**WHAT TO PRODUCE**
Scan the entries below for the word "state" and copy every line in which it occurs.

**DATASET RECORDS**
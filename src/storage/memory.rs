//! In-memory storage area

use std::collections::HashMap;
use std::sync::Arc;

use parking_lot::RwLock;

use super::SessionStorage;
use crate::error::AppResult;

#[derive(Clone, Default)]
pub struct MemoryStorage {
    items: Arc<RwLock<HashMap<String, String>>>,
}

impl MemoryStorage {
    pub fn new() -> Self {
        Self::default()
    }

    pub fn is_empty(&self) -> bool {
        self.items.read().is_empty()
    }
}

impl SessionStorage for MemoryStorage {
    fn get_item(&self, key: &str) -> Option<String> {
        self.items.read().get(key).cloned()
    }

    fn set_item(&self, key: &str, value: &str) -> AppResult<()> {
        self.items.write().insert(key.to_string(), value.to_string());
        Ok(())
    }

    fn remove_item(&self, key: &str) -> AppResult<()> {
        self.items.write().remove(key);
        Ok(())
    }
}
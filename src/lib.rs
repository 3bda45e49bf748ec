//! Biblio client
//!
//! A typed client for the personal library API: account registration and
//! login with a per-instance session, book CRUD behind a TTL read-through
//! cache, and the backend's weather proxy.

use std::sync::Arc;

pub mod clock;
pub mod config;
pub mod error;
pub mod models;
pub mod services;
pub mod storage;

pub use config::ClientConfig;
pub use error::{AppError, AppResult};

use clock::{Clock, SystemClock};
use services::{cache::EntityCache, session::SessionStore};
use storage::{FileStorage, MemoryStorage, SessionStorage};

/// One client instance; the equivalent of a single browser tab.
///
/// The session lives in memory and is gone when the instance is dropped.
#[derive(Clone)]
pub struct LibraryClient {
    pub config: Arc<ClientConfig>,
    pub services: Arc<services::Services>,
    session: SessionStore,
    cache: EntityCache,
}

impl LibraryClient {
    /// Build a client with in-memory session storage and the system clock.
    /// Leftover sessions in the configured legacy file are purged.
    pub fn new(config: ClientConfig) -> AppResult<Self> {
        let legacy = config
            .session
            .legacy_store_path
            .as_ref()
            .map(FileStorage::new);

        Self::with_parts(
            config,
            Arc::new(MemoryStorage::new()),
            legacy.as_ref().map(|l| l as &dyn SessionStorage),
            Arc::new(SystemClock),
        )
    }

    /// Build a client from explicit storage areas and clock
    pub fn with_parts(
        config: ClientConfig,
        storage: Arc<dyn SessionStorage>,
        legacy: Option<&dyn SessionStorage>,
        clock: Arc<dyn Clock>,
    ) -> AppResult<Self> {
        let ttl = config.cache.ttl()?;
        let session = SessionStore::open(storage, legacy, clock.clone());
        let cache = EntityCache::new(ttl, clock);
        let services = services::Services::new(&config, session.clone(), cache.clone())?;

        Ok(Self {
            config: Arc::new(config),
            services: Arc::new(services),
            session,
            cache,
        })
    }

    pub fn session(&self) -> &SessionStore {
        &self.session
    }

    pub fn cache(&self) -> &EntityCache {
        &self.cache
    }
}
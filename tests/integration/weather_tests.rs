//! Weather proxy tests

use biblio_client::{
    models::{weather::find_city, Units, WeatherQuery},
    AppError,
};
use tokio_test::{assert_err, assert_ok};

use crate::support::spawn_backend;

#[tokio::test]
async fn test_current_weather_uses_defaults() {
    let server = spawn_backend().await;
    let client = server.logged_in_client().await;
    let madrid = find_city("Madrid").unwrap();

    let response = assert_ok!(
        client
            .services
            .weather
            .get_current_weather(&WeatherQuery::for_city(madrid))
            .await
    );

    assert_eq!(response.count, 1);
    assert_eq!(response.data[0].city_name, "Madrid");
    assert_eq!(response.data[0].aqi, None);
    assert_eq!(response.data[0].weather.description, "Cielo despejado");

    let query = server.state.lock().last_weather_query.clone().unwrap();
    assert_eq!(query["units"], "metric");
    assert_eq!(query["lang"], "es");
    assert_eq!(query["lat"], "40.4168");
    assert_eq!(query["lon"], "-3.7038");
    assert!(!query.contains_key("days"));
}

#[tokio::test]
async fn test_daily_forecast_clamps_days() {
    let server = spawn_backend().await;
    let client = server.logged_in_client().await;
    let query = WeatherQuery {
        days: Some(30),
        units: Some(Units::Imperial),
        lang: Some("en".to_string()),
        ..WeatherQuery::new(19.4326, -99.1332)
    };

    let response = assert_ok!(client.services.weather.get_forecast_daily(&query).await);

    assert_eq!(response.data.len(), 16);
    let sent = server.state.lock().last_weather_query.clone().unwrap();
    assert_eq!(sent["days"], "16");
    assert_eq!(sent["units"], "imperial");
    assert_eq!(sent["lang"], "en");
}

#[tokio::test]
async fn test_daily_forecast_default_days() {
    let server = spawn_backend().await;
    let client = server.logged_in_client().await;

    let response = assert_ok!(
        client
            .services
            .weather
            .get_forecast_daily(&WeatherQuery::new(51.5074, -0.1278))
            .await
    );

    assert_eq!(response.data.len(), 7);
    assert_eq!(response.data[0].snow_depth, None);
}

#[tokio::test]
async fn test_3hourly_forecast() {
    let server = spawn_backend().await;
    let client = server.logged_in_client().await;

    let response = assert_ok!(
        client
            .services
            .weather
            .get_forecast_3hourly(&WeatherQuery::new(35.6762, 139.6503))
            .await
    );

    assert_eq!(response.data.len(), 8);
    assert_eq!(response.data[1].timestamp_local, "2024-05-01T03:00:00");
}

#[tokio::test]
async fn test_weather_failure_carries_server_message() {
    let server = spawn_backend().await;
    let client = server.logged_in_client().await;
    server.state.lock().fail_weather = true;

    let err = assert_err!(
        client
            .services
            .weather
            .get_current_weather(&WeatherQuery::new(0.0, 0.0))
            .await
    );

    assert_eq!(err, AppError::Network("Timeout al consultar el servicio del clima".to_string()));
}

#[tokio::test]
async fn test_weather_requires_login() {
    let server = spawn_backend().await;
    let client = server.client();

    let err = assert_err!(
        client
            .services
            .weather
            .get_current_weather(&WeatherQuery::new(0.0, 0.0))
            .await
    );

    assert_eq!(err.message(), "Missing Authorization Header");
}
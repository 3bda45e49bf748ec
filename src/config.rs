//! Configuration management for the Biblio client

use chrono::TimeDelta;
use config::{Config, Environment, File};
use serde::Deserialize;
use std::env;

use crate::{
    error::{AppError, AppResult},
    models::weather::Units,
    services::cache::DEFAULT_TTL_SECONDS,
};

#[derive(Debug, Deserialize, Clone)]
#[serde(default)]
pub struct ApiConfig {
    /// Origin of the library backend, e.g. `http://localhost:5000`
    pub base_url: String,
    /// Transport timeout; the HTTP stack default applies when unset
    pub timeout_secs: Option<u64>,
}

#[derive(Debug, Deserialize, Clone)]
#[serde(default)]
pub struct CacheConfig {
    pub ttl_seconds: u64,
}

#[derive(Debug, Deserialize, Clone)]
#[serde(default)]
pub struct SessionConfig {
    /// Long-lived session file written by older releases; purged on startup
    pub legacy_store_path: Option<String>,
}

#[derive(Debug, Deserialize, Clone)]
#[serde(default)]
pub struct WeatherConfig {
    pub units: Units,
    pub lang: String,
    pub days: u32,
}

#[derive(Debug, Deserialize, Clone)]
#[serde(default)]
pub struct LoggingConfig {
    pub level: String,
    pub format: String,
}

#[derive(Debug, Deserialize, Clone, Default)]
#[serde(default)]
pub struct ClientConfig {
    pub api: ApiConfig,
    pub cache: CacheConfig,
    pub session: SessionConfig,
    pub weather: WeatherConfig,
    pub logging: LoggingConfig,
}

impl ClientConfig {
    /// Load configuration from files and environment variables
    pub fn load() -> AppResult<Self> {
        let run_mode = env::var("RUN_MODE").unwrap_or_else(|_| "development".into());

        let config = Config::builder()
            .add_source(File::with_name("config/default").required(false))
            .add_source(File::with_name(&format!("config/{}", run_mode)).required(false))
            // BIBLIO__API__BASE_URL, BIBLIO__CACHE__TTL_SECONDS, ...
            .add_source(
                Environment::with_prefix("BIBLIO")
                    .prefix_separator("__")
                    .separator("__")
                    .try_parsing(true),
            )
            .set_override_option("api.base_url", env::var("BIBLIO_API_URL").ok())?
            .build()?;

        Ok(config.try_deserialize()?)
    }
}

impl CacheConfig {
    /// `ttl_seconds` as a duration; rejects values chrono cannot represent
    pub fn ttl(&self) -> AppResult<TimeDelta> {
        i64::try_from(self.ttl_seconds)
            .ok()
            .and_then(TimeDelta::try_seconds)
            .ok_or_else(|| {
                AppError::Config(format!("cache.ttl_seconds out of range: {}", self.ttl_seconds))
            })
    }
}

impl Default for ApiConfig {
    fn default() -> Self {
        Self {
            base_url: "http://localhost:5000".to_string(),
            timeout_secs: None,
        }
    }
}

impl Default for CacheConfig {
    fn default() -> Self {
        Self {
            ttl_seconds: DEFAULT_TTL_SECONDS,
        }
    }
}

impl Default for SessionConfig {
    fn default() -> Self {
        Self {
            legacy_store_path: Some(".biblio/session.json".to_string()),
        }
    }
}

impl Default for WeatherConfig {
    fn default() -> Self {
        Self {
            units: Units::Metric,
            lang: "es".to_string(),
            days: 7,
        }
    }
}

impl Default for LoggingConfig {
    fn default() -> Self {
        Self {
            level: "info".to_string(),
            format: "pretty".to_string(),
        }
    }
}
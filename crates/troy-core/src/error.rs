//! Error types for troy-core.

use thiserror::Error;
use troy_runtime::{Exception, RuntimeError};

use crate::codec::VariableSnapshot;
use crate::monitor::SessionId;

/// Result type for troy-core operations.
pub type Result<T> = std::result::Result<T, PlaygroundError>;

/// Errors that can occur while running a function in the playground.
#[derive(Debug, Error)]
pub enum PlaygroundError {
    /// The runtime refused to install the capture hook.
    ///
    /// The target has not been run.
    #[error("instrumentation unavailable: {0}")]
    InstrumentationUnavailable(String),

    /// The target raised. Produced by
    /// [`PlaygroundResult::into_result`](crate::PlaygroundResult::into_result).
    #[error("target raised {exception}")]
    TargetRaised {
        #[source]
        exception: Exception,
        snapshot: VariableSnapshot,
    },

    /// A capture session is already active on this thread.
    #[error("capture session {active} is already active on this thread")]
    ReentrancyConflict { active: SessionId },

    /// No function with this name exists in the loaded program.
    #[error("unknown target: {0}")]
    UnknownTarget(String),

    /// Host runtime error.
    #[error("runtime error: {0}")]
    Runtime(#[from] RuntimeError),
}

impl PlaygroundError {
    /// Map a hook installation failure.
    ///
    /// A runtime with hooks disabled cannot be observed at all; anything else
    /// (such as a foreign hook already in place) stays a runtime error.
    pub(crate) fn from_install(err: RuntimeError) -> Self {
        match err {
            RuntimeError::HooksDisabled => PlaygroundError::InstrumentationUnavailable(err.to_string()),
            other => PlaygroundError::Runtime(other),
        }
    }
}
//! Macro invocations.
//!
//! | macro                        | effect                                       |
//! |------------------------------|----------------------------------------------|
//! | `vec![a, b]`, `vec![x; n]`   | new list                                     |
//! | `format!(..)`                | formatted `str`                              |
//! | `print!`, `println!`         | append to the interpreter output buffer      |
//! | `panic!(..)`                 | raise `Panic`                                |
//! | `throw!(Kind, ..)`           | raise `Kind` with a formatted message        |
//! | `assert!`, `assert_eq!`, `assert_ne!` | raise `AssertionError` on failure   |

use syn::parse::{ParseStream, Parser};
use syn::punctuated::Punctuated;
use syn::{Expr, Lit, Macro, Token};

use super::eval::{render, repeat_list};
use super::{Flow, Interpreter};
use crate::exception::Exception;
use crate::value::Value;

enum VecBody {
    Items(Vec<Expr>),
    Repeat(Expr, Expr),
}

fn parse_vec_body(input: ParseStream<'_>) -> syn::Result<VecBody> {
    if input.is_empty() {
        return Ok(VecBody::Items(Vec::new()));
    }
    let first: Expr = input.parse()?;
    if input.peek(Token![;]) {
        input.parse::<Token![;]>()?;
        let count: Expr = input.parse()?;
        return Ok(VecBody::Repeat(first, count));
    }
    let mut items = vec![first];
    while !input.is_empty() {
        input.parse::<Token![,]>()?;
        if input.is_empty() {
            break;
        }
        items.push(input.parse()?);
    }
    Ok(VecBody::Items(items))
}

fn macro_args(mac: &Macro, name: &str) -> Result<Vec<Expr>, Exception> {
    Punctuated::<Expr, Token![,]>::parse_terminated
        .parse2(mac.tokens.clone())
        .map(|args| args.into_iter().collect())
        .map_err(|e| Exception::unsupported(format!("malformed {}! invocation: {}", name, e)))
}

impl Interpreter {
    pub(super) fn eval_macro(&mut self, mac: &Macro) -> Flow<Value> {
        let name = mac
            .path
            .segments
            .last()
            .map(|s| s.ident.to_string())
            .unwrap_or_default();

        match name.as_str() {
            "vec" => {
                let body = parse_vec_body
                    .parse2(mac.tokens.clone())
                    .map_err(|e| Exception::unsupported(format!("malformed vec! invocation: {}", e)))?;
                match body {
                    VecBody::Items(items) => {
                        let values = items
                            .iter()
                            .map(|expr| self.eval(expr))
                            .collect::<Flow<Vec<_>>>()?;
                        Ok(Value::list(values))
                    }
                    VecBody::Repeat(item, count) => {
                        let item = self.eval(&item)?;
                        let count = self.eval(&count)?;
                        Ok(repeat_list(item, &count)?)
                    }
                }
            }
            "format" => {
                let args = macro_args(mac, &name)?;
                Ok(Value::str(self.format_args(&name, &args)?))
            }
            "print" | "println" | "eprint" | "eprintln" => {
                let args = macro_args(mac, &name)?;
                let mut text = if args.is_empty() {
                    String::new()
                } else {
                    self.format_args(&name, &args)?
                };
                if name.ends_with("ln") {
                    text.push('\n');
                }
                self.write_output(&text);
                Ok(Value::Unit)
            }
            "panic" => {
                let args = macro_args(mac, &name)?;
                let message = if args.is_empty() {
                    "explicit panic".to_string()
                } else {
                    self.format_args(&name, &args)?
                };
                Err(Exception::new("Panic", message).into())
            }
            "throw" => {
                let args = macro_args(mac, &name)?;
                let Some(Expr::Path(kind)) = args.first() else {
                    return Err(Exception::unsupported("throw! expects an exception kind first").into());
                };
                let kind = render(kind).replace(' ', "");
                let message = if args.len() > 1 {
                    self.format_args(&name, &args[1..])?
                } else {
                    String::new()
                };
                Err(Exception::new(kind, message).into())
            }
            "assert" => {
                let args = macro_args(mac, &name)?;
                let Some(cond) = args.first() else {
                    return Err(Exception::unsupported("assert! requires a condition").into());
                };
                match self.eval(cond)? {
                    Value::Bool(true) => Ok(Value::Unit),
                    Value::Bool(false) => {
                        let message = if args.len() > 1 {
                            self.format_args(&name, &args[1..])?
                        } else {
                            format!("assertion failed: {}", render(cond))
                        };
                        Err(Exception::new("AssertionError", message).into())
                    }
                    other => Err(Exception::type_error(format!(
                        "assert! condition must be bool, found {}",
                        other.type_name()
                    ))
                    .into()),
                }
            }
            "assert_eq" | "assert_ne" => {
                let args = macro_args(mac, &name)?;
                if args.len() < 2 {
                    return Err(Exception::unsupported(format!("{}! requires two operands", name)).into());
                }
                let left = self.eval(&args[0])?;
                let right = self.eval(&args[1])?;
                let expect_equal = name == "assert_eq";
                if (left == right) == expect_equal {
                    return Ok(Value::Unit);
                }
                let op = if expect_equal { "==" } else { "!=" };
                let mut message = format!(
                    "assertion `left {} right` failed\n  left: {:?}\n right: {:?}",
                    op, left, right
                );
                if args.len() > 2 {
                    message = format!("{}: {}", self.format_args(&name, &args[2..])?, message);
                }
                Err(Exception::new("AssertionError", message).into())
            }
            other => Err(Exception::unsupported(format!("macro `{}!`", other)).into()),
        }
    }

    /// Render `"template", args..` the way `format!` does.
    fn format_args(&mut self, name: &str, args: &[Expr]) -> Flow<String> {
        let Some(Expr::Lit(template)) = args.first() else {
            return Err(Exception::unsupported(format!("{}! expects a string literal", name)).into());
        };
        let Lit::Str(template) = &template.lit else {
            return Err(Exception::unsupported(format!("{}! expects a string literal", name)).into());
        };
        let values = args[1..]
            .iter()
            .map(|expr| self.eval(expr))
            .collect::<Flow<Vec<_>>>()?;
        Ok(render_template(&template.value(), &values, |ident| self.lookup_local(ident))?)
    }
}

/// Expand `{}`, `{:?}`, `{0}`, `{name}`, `{:.N}` and `{{`/`}}` escapes.
fn render_template(
    template: &str,
    values: &[Value],
    lookup: impl Fn(&str) -> Option<Value>,
) -> Result<String, Exception> {
    let mut out = String::with_capacity(template.len());
    let mut chars = template.chars().peekable();
    let mut next_positional = 0;

    while let Some(c) = chars.next() {
        match c {
            '{' if chars.peek() == Some(&'{') => {
                chars.next();
                out.push('{');
            }
            '}' if chars.peek() == Some(&'}') => {
                chars.next();
                out.push('}');
            }
            '{' => {
                let mut field = String::new();
                loop {
                    match chars.next() {
                        Some('}') => break,
                        Some(ch) => field.push(ch),
                        None => return Err(Exception::unsupported("unterminated `{` in format string")),
                    }
                }
                let (arg, format) = field.split_once(':').unwrap_or((field.as_str(), ""));
                let value = if arg.is_empty() {
                    let value = values.get(next_positional).cloned();
                    next_positional += 1;
                    value
                } else if let Ok(index) = arg.parse::<usize>() {
                    values.get(index).cloned()
                } else {
                    Some(lookup(arg).ok_or_else(|| Exception::name_error(arg))?)
                };
                let value = value.ok_or_else(|| {
                    Exception::type_error("format string references a missing argument")
                })?;
                out.push_str(&format_value(&value, format)?);
            }
            '}' => return Err(Exception::unsupported("unmatched `}` in format string")),
            c => out.push(c),
        }
    }

    Ok(out)
}

fn format_value(value: &Value, format: &str) -> Result<String, Exception> {
    match format {
        "" => Ok(value.to_string()),
        "?" | "#?" => Ok(format!("{:?}", value)),
        other => {
            let precision = other
                .strip_prefix('.')
                .and_then(|p| p.parse::<usize>().ok())
                .ok_or_else(|| Exception::unsupported(format!("format `{{:{}}}`", other)))?;
            match value {
                Value::Float(x) => Ok(format!("{:.*}", precision, x)),
                Value::Int(n) => Ok(format!("{:.*}", precision, *n as f64)),
                value => Ok(value.to_string()),
            }
        }
    }
}
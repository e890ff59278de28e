//! Call arguments.

use indexmap::IndexMap;

use crate::value::Value;

/// Positional and named arguments for a call.
///
/// # Example
///
/// ```
/// use troy_runtime::{CallArgs, Value};
///
/// let args = CallArgs::new().arg(1).arg("text").named("limit", 10);
/// assert_eq!(args.positional().len(), 2);
/// assert_eq!(args.named_args().get("limit"), Some(&Value::Int(10)));
/// ```
#[derive(Debug, Clone, Default)]
pub struct CallArgs {
    positional: Vec<Value>,
    named: IndexMap<String, Value>,
}

impl CallArgs {
    pub fn new() -> Self {
        Self::default()
    }

    /// Arguments from a list of positional values.
    pub fn positional_values(values: Vec<Value>) -> Self {
        Self {
            positional: values,
            named: IndexMap::new(),
        }
    }

    /// Append a positional argument.
    pub fn arg(mut self, value: impl Into<Value>) -> Self {
        self.positional.push(value.into());
        self
    }

    /// Add a named argument, bound to the parameter of the same name.
    pub fn named(mut self, name: impl Into<String>, value: impl Into<Value>) -> Self {
        self.named.insert(name.into(), value.into());
        self
    }

    pub fn positional(&self) -> &[Value] {
        &self.positional
    }

    pub fn named_args(&self) -> &IndexMap<String, Value> {
        &self.named
    }

    pub fn len(&self) -> usize {
        self.positional.len() + self.named.len()
    }

    pub fn is_empty(&self) -> bool {
        self.len() == 0
    }

    pub(crate) fn into_parts(self) -> (Vec<Value>, IndexMap<String, Value>) {
        (self.positional, self.named)
    }
}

**WRITTEN SOLUTION**
    let query = server.state.lock().last_weather_query.clone().unwrap();
    let sent = server.state.lock().last_weather_query.clone().unwrap();
    server.state.lock().fail_weather = true;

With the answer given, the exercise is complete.